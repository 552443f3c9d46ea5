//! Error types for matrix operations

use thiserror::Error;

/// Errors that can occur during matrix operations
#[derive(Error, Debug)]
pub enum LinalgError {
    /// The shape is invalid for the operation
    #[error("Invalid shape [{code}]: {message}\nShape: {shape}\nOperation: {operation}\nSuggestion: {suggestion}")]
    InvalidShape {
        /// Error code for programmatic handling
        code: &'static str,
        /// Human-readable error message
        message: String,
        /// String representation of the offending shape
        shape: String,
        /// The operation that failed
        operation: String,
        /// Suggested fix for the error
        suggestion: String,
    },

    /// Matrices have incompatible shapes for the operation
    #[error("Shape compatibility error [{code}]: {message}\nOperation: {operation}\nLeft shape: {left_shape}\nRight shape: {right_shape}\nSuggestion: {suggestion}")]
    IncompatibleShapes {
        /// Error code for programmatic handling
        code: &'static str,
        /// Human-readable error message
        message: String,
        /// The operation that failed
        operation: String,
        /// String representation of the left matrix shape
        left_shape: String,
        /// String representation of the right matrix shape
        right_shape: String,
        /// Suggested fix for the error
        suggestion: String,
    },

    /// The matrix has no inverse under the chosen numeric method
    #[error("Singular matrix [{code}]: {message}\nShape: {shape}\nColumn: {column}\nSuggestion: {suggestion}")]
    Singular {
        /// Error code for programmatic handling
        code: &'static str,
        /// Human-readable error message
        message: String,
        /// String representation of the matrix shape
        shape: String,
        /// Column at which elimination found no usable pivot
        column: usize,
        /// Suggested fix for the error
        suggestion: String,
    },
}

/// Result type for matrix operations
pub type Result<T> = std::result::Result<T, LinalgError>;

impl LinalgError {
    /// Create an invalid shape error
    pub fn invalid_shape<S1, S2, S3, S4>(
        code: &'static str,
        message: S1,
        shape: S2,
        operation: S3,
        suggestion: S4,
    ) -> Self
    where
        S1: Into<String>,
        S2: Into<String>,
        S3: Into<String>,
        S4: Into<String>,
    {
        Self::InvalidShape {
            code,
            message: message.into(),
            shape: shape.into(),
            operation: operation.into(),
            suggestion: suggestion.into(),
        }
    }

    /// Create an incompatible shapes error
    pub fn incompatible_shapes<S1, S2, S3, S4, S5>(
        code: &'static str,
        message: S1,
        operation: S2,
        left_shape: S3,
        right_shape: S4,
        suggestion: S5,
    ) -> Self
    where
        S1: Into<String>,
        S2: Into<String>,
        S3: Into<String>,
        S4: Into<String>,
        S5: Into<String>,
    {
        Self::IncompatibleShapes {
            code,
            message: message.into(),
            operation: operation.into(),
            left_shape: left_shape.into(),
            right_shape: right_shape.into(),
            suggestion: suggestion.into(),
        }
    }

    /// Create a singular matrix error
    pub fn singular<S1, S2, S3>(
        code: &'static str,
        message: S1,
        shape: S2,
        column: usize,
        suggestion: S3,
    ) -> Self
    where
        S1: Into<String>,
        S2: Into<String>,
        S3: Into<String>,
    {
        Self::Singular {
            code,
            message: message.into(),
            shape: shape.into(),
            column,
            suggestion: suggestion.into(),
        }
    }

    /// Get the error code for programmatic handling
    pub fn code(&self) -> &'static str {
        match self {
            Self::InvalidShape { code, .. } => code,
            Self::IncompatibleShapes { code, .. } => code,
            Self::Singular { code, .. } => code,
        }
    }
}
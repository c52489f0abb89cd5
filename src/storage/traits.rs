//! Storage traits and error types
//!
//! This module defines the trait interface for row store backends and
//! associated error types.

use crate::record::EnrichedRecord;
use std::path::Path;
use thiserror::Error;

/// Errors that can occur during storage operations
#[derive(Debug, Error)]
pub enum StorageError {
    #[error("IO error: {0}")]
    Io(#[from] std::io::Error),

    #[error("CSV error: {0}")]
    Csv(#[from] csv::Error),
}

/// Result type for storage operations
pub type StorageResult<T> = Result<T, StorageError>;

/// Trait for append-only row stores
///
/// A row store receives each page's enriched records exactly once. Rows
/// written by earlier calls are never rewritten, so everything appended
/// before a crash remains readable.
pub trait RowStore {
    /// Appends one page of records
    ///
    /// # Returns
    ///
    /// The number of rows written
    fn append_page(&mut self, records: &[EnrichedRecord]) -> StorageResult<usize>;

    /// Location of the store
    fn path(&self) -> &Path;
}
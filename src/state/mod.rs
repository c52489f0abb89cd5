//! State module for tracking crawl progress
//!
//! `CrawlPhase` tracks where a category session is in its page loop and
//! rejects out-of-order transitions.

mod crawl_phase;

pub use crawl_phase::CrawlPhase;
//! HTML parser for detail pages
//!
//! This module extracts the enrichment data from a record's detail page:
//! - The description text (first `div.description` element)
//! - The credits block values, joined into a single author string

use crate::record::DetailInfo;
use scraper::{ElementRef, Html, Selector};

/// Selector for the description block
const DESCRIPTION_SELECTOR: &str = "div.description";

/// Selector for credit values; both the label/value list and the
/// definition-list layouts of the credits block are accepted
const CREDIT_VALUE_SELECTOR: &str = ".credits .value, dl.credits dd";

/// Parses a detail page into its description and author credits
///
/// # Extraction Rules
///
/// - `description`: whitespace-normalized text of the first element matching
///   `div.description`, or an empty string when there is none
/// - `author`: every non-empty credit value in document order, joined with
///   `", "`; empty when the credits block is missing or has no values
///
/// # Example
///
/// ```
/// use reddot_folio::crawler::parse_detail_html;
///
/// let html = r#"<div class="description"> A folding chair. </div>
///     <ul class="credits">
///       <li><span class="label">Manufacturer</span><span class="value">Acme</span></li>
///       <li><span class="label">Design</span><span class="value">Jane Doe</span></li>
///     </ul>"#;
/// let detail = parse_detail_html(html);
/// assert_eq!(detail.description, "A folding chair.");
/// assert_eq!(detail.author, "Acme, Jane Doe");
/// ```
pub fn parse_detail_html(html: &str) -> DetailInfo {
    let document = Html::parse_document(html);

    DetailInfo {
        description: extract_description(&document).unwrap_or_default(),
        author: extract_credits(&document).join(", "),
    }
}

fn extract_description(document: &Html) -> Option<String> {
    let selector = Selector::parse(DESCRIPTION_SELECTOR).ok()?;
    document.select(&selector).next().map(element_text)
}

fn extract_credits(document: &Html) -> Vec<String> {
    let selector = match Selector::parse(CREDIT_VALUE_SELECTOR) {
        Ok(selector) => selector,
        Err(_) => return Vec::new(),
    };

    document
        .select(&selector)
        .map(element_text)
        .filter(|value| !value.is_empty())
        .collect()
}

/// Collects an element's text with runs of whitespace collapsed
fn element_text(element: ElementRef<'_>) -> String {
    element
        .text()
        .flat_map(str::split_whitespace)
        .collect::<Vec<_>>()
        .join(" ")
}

...

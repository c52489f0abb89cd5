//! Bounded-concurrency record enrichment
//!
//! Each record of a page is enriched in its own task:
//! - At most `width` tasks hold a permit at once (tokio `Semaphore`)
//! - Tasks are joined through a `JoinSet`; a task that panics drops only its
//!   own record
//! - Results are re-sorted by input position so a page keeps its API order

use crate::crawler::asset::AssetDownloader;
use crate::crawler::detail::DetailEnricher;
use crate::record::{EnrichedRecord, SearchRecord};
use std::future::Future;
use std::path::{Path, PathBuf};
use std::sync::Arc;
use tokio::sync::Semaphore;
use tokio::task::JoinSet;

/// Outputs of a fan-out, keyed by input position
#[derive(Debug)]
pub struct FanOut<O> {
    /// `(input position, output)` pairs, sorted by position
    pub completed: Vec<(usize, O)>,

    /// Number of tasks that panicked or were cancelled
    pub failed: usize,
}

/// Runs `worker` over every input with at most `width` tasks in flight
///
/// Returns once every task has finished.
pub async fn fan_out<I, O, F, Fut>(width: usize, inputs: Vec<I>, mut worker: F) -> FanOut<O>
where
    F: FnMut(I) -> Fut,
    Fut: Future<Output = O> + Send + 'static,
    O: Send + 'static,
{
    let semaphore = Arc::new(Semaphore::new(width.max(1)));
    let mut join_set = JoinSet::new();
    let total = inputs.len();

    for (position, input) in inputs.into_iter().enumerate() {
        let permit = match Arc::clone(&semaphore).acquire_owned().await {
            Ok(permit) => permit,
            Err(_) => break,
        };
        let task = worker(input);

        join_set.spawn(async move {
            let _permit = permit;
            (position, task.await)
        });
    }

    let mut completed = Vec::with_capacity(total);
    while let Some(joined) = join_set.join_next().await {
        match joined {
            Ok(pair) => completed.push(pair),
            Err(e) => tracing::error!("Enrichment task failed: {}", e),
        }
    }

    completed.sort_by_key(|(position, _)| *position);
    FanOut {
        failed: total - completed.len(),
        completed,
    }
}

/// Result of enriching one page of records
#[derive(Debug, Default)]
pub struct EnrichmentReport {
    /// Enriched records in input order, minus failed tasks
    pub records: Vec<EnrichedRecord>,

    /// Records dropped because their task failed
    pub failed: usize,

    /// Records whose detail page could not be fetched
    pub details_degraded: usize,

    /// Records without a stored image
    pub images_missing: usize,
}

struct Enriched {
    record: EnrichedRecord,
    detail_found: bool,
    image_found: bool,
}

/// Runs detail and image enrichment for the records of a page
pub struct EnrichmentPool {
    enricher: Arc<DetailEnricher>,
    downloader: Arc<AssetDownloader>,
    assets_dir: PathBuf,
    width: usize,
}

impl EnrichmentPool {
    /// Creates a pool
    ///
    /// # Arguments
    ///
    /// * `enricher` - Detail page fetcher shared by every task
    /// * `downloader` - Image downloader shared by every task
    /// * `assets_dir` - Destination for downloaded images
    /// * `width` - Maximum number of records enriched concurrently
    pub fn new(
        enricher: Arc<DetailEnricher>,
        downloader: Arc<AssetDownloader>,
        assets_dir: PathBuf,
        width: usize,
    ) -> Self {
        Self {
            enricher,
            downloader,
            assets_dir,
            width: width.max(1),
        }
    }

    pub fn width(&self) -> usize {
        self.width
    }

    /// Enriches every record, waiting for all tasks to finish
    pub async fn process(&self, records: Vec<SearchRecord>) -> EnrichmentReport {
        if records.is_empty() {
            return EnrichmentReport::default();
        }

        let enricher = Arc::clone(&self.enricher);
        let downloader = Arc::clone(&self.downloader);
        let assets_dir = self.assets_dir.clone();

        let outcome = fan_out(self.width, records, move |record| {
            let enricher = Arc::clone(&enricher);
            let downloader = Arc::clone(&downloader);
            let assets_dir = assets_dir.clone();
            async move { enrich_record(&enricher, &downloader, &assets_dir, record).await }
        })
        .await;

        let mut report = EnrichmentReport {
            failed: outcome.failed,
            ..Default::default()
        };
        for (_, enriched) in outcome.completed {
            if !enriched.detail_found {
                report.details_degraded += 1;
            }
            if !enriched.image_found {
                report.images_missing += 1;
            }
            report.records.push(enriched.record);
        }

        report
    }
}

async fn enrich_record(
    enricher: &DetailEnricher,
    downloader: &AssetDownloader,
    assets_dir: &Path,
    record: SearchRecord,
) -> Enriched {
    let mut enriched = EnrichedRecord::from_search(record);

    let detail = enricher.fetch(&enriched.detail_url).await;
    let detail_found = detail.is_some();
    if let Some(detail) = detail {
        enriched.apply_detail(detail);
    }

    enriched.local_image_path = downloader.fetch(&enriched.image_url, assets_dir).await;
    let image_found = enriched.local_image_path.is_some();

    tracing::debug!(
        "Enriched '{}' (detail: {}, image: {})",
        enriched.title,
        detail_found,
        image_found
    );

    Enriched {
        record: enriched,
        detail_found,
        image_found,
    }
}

> [Assignment]: Some lines above hold the word "permit". Copy all of them.

> [Exercise output]:
//! - At most `width` tasks hold a permit at once (tokio `Semaphore`)
        let permit = match Arc::clone(&semaphore).acquire_owned().await {
            Ok(permit) => permit,
            let _permit = permit;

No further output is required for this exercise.